RISKS OF HEDGING AND TRADING TRANSACTIONS
 
     In order to manage its exposure to price risks in the marketing of its oil
and natural gas and in connection with its trading activities, HSR has in the
past entered and may in the future enter into oil and natural gas futures
contracts on the New York Mercantile Exchange ("NYMEX"), fixed price delivery
contracts and financial swaps. Those transactions that are intended to reduce
the effects of volatility of the price of oil and natural gas may limit
potential gains by HSR if oil and natural gas prices were to rise substantially
over the price established by the hedge.

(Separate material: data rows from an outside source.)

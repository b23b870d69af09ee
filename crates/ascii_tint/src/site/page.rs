use std::time::Instant;

use chrono::{Datelike, Local, NaiveDate};
use log::debug;

use super::accent::load_accent_index;
use super::cycle::LogoController;
use super::document::Document;
use super::nav;
use super::store::KeyValueStore;
use super::theme::{Theme, DARK_CLASS};
use crate::config::SiteConfig;
use crate::TintError;

/// Elements present on the hosting page. Absent elements turn the behaviors
/// that need them into no-ops.
#[derive(Clone, Debug, Default)]
pub struct PageLayout {
    /// Path of the current document, e.g. `/research.html`.
    pub path: String,
    pub nav_hrefs: Vec<String>,
    /// Preformatted logo art; `None` when the page has no logo.
    pub logo_text: Option<String>,
    pub has_theme_toggle: bool,
    pub has_research_image: bool,
    /// The footer carries a year placeholder.
    pub has_footer_year: bool,
}

#[derive(Clone, Copy, Debug, PartialEq, Eq)]
pub enum PageEvent {
    LogoClicked,
    ThemeToggled,
    VisibilityChanged { hidden: bool },
}

/// Event-driven controller for one loaded page.
pub struct Page<S, D> {
    layout: PageLayout,
    config: SiteConfig,
    store: S,
    document: D,
    logo: LogoController,
    theme: Theme,
}

impl<S: KeyValueStore, D: Document> Page<S, D> {
    /// Load the page against the local calendar date.
    pub fn load(
        layout: PageLayout,
        config: SiteConfig,
        store: S,
        document: D,
        now: Instant,
    ) -> Result<Self, TintError> {
        Self::load_at(layout, config, store, document, now, Local::now().date_naive())
    }

    /// Run the load sequence: footer year, nav marking, accent restore, logo
    /// render, cycle start and theme restore.
    pub fn load_at(
        layout: PageLayout,
        config: SiteConfig,
        mut store: S,
        mut document: D,
        now: Instant,
        today: NaiveDate,
    ) -> Result<Self, TintError> {
        let palette = config.palette()?;

        if layout.has_footer_year {
            document.set_footer_year(today.year());
        }

        let active = nav::mark_active(&layout.nav_hrefs, &layout.path);
        for (index, current) in active.into_iter().enumerate() {
            document.set_nav_current(index, current);
        }

        let mut logo = LogoController::new(palette, config.cycle.timer());
        let stored = load_accent_index(&store);
        logo.set_offset(stored, &mut store, &mut document);

        if let Some(text) = layout.logo_text.as_deref() {
            logo.attach_logo(text, &mut document);
        }
        logo.start(now);

        let theme = Theme::load(&store);
        debug!("page {} loaded with accent {} and {:?} theme", layout.path, logo.offset(), theme);

        let mut page = Self { layout, config, store, document, logo, theme };
        page.sync_theme();
        Ok(page)
    }

    pub fn handle(&mut self, event: PageEvent, now: Instant) {
        match event {
            PageEvent::LogoClicked => {
                if self.layout.logo_text.is_some() {
                    self.logo.tick(&mut self.store, &mut self.document);
                }
            },
            PageEvent::ThemeToggled => {
                if self.layout.has_theme_toggle {
                    self.theme = self.theme.toggled();
                    self.theme.store(&mut self.store);
                    self.sync_theme();
                }
            },
            PageEvent::VisibilityChanged { hidden } => self.logo.set_visibility(hidden, now),
        }
    }

    /// Drive the cycle timer. Returns whether a tick happened.
    pub fn update(&mut self, now: Instant) -> bool {
        self.logo.update(now, &mut self.store, &mut self.document)
    }

    pub fn accent_offset(&self) -> usize {
        self.logo.offset()
    }

    pub fn theme(&self) -> Theme {
        self.theme
    }

    pub fn logo(&self) -> &LogoController {
        &self.logo
    }

    pub fn document(&self) -> &D {
        &self.document
    }

    pub fn store(&self) -> &S {
        &self.store
    }

    fn sync_theme(&mut self) {
        self.document.set_body_class(DARK_CLASS, self.theme.is_dark());

        if self.layout.has_research_image {
            let images = &self.config.theme;
            let src = if self.theme.is_dark() { &images.dark_image } else { &images.light_image };
            self.document.set_image_source(src);
        }

        if self.layout.has_theme_toggle {
            self.document.set_toggle_label(self.theme.toggle_label());
        }
    }
}

#[cfg(test)]
mod tests {
    use std::time::{Duration, Instant};

    use chrono::NaiveDate;

    use super::{Page, PageEvent, PageLayout};
    use crate::config::SiteConfig;
    use crate::site::document::StaticDocument;
    use crate::site::store::{KeyValueStore, MemoryStore, ACCENT_KEY, THEME_KEY};

    fn layout() -> PageLayout {
        PageLayout {
            path: "/research.html".into(),
            nav_hrefs: vec!["index.html".into(), "research.html".into()],
            logo_text: Some("AB CD\n".into()),
            has_theme_toggle: true,
            has_research_image: true,
            has_footer_year: true,
        }
    }

    fn today() -> NaiveDate {
        NaiveDate::from_ymd_opt(2024, 3, 9).unwrap()
    }

    fn load(
        layout: PageLayout,
        store: MemoryStore,
        now: Instant,
    ) -> Page<MemoryStore, StaticDocument> {
        let document = StaticDocument::new();
        Page::load_at(layout, SiteConfig::default(), store, document, now, today()).unwrap()
    }

    #[test]
    fn load_applies_stored_state() {
        let store =
            MemoryStore::new().with_entry(ACCENT_KEY, "-1").with_entry(THEME_KEY, "enabled");
        let page = load(layout(), store, Instant::now());

        let doc = page.document();
        assert_eq!(page.accent_offset(), 6);
        assert_eq!(doc.nav_current, [false, true]);
        assert!(doc.has_body_class("dark-mode"));
        assert_eq!(doc.toggle_label.as_deref(), Some("Toggle Light Theme"));
        assert_eq!(doc.image_source.as_deref(), Some("wordcloud_Dark.png"));
        let markup = doc.logo_markup.as_deref().unwrap();
        assert!(markup.contains("data-seg=\"0\" style=\"color:#ff006e\""));
        assert!(markup.contains("data-seg=\"1\" style=\"color:#ff4d4d\""));
        assert_eq!(doc.logo_writes, 1);
        assert_eq!(doc.footer_year, Some(2024));
        assert!(page.logo().is_running());
    }

    #[test]
    fn footer_year_follows_the_load_date() {
        let date = NaiveDate::from_ymd_opt(1999, 12, 31).unwrap();
        let page = Page::load_at(
            layout(),
            SiteConfig::default(),
            MemoryStore::new(),
            StaticDocument::new(),
            Instant::now(),
            date,
        )
        .unwrap();
        assert_eq!(page.document().footer_year, Some(1999));
    }

    #[test]
    fn click_advances_exactly_one_step() {
        let mut page = load(layout(), MemoryStore::new(), Instant::now());

        page.handle(PageEvent::LogoClicked, Instant::now());
        assert_eq!(page.accent_offset(), 1);
        assert_eq!(page.store().get(ACCENT_KEY).as_deref(), Some("1"));
    }

    #[test]
    fn missing_elements_make_events_no_ops() {
        let layout = PageLayout { path: "/".into(), ..PageLayout::default() };
        let mut page = load(layout, MemoryStore::new(), Instant::now());

        page.handle(PageEvent::LogoClicked, Instant::now());
        page.handle(PageEvent::ThemeToggled, Instant::now());

        assert_eq!(page.accent_offset(), 0);
        assert_eq!(page.store().get(THEME_KEY), None);
        let doc = page.document();
        assert_eq!(doc.logo_markup, None);
        assert_eq!(doc.toggle_label, None);
        assert_eq!(doc.image_source, None);
        assert_eq!(doc.footer_year, None);
        assert_eq!(doc.style_property("--accent"), Some("#ff4d4d"));
    }

    #[test]
    fn theme_toggle_persists_and_resyncs() {
        let mut page = load(layout(), MemoryStore::new(), Instant::now());
        assert_eq!(page.document().image_source.as_deref(), Some("wordcloud_light.png"));

        page.handle(PageEvent::ThemeToggled, Instant::now());
        assert_eq!(page.store().get(THEME_KEY).as_deref(), Some("enabled"));
        assert!(page.document().has_body_class("dark-mode"));
        assert_eq!(page.document().image_source.as_deref(), Some("wordcloud_Dark.png"));

        page.handle(PageEvent::ThemeToggled, Instant::now());
        assert_eq!(page.store().get(THEME_KEY).as_deref(), Some("disabled"));
        assert_eq!(page.document().toggle_label.as_deref(), Some("Toggle Dark Theme"));
    }

    #[test]
    fn hidden_page_does_not_cycle() {
        let start = Instant::now();
        let mut page = load(layout(), MemoryStore::new(), start);
        let interval = Duration::from_millis(7500);

        page.handle(PageEvent::VisibilityChanged { hidden: true }, start);
        assert!(!page.update(start + interval * 3));
        assert_eq!(page.accent_offset(), 0);

        page.handle(PageEvent::VisibilityChanged { hidden: false }, start + interval * 3);
        assert!(page.update(start + interval * 4));
        assert_eq!(page.accent_offset(), 1);
    }
}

In addition, HSR's hedging and trading
may expose HSR to the risk of financial loss in certain circumstances, including
instances in which (i) production is less than expected, (ii) there is a
widening of price differentials between delivery points for HSR's production and
Henry Hub (in the case of NYMEX futures contracts) or delivery points required
by fixed price delivery contracts to the extent they differ from those of HSR's
production, (iii) HSR's customers or the counterparties to its futures contracts
fail to purchase or deliver the contracted quantities of oil or natural gas or
honor their financial commitments or (iv) a sudden, unexpected event materially
affects oil or natural gas prices. See "Management's Discussion and Analysis of
Financial Condition and Results of Operations -- Liquidity and Capital
Resources" incorporated by reference in this Prospectus.
 
GOVERNMENTAL AND ENVIRONMENTAL REGULATION
 
     The Company's operations are subject to various Federal, state and local
governmental laws and regulations, which may be changed from time to time in
response to economic or political factors. Matters
 
                                        8
<PAGE>   11
 
subject to regulation include, but are not limited to, drilling and operations
permits and approvals, performance bonds, reports concerning operations,
discharge and other permitting requirements, the spacing of wells, unitization
and pooling of properties and taxation.
 
     The Company's operations are subject to complex and constantly changing
environmental laws and regulations adopted by Federal, state and local
governmental authorities. Compliance with such laws has not had a material
adverse effect upon the Company to date. Nevertheless, the discharge of oil,
natural gas or other pollutants into the air, soil or water may give rise to
significant liabilities of the Company to the government and/or third parties,
and may require the Company to incur substantial costs for remediation.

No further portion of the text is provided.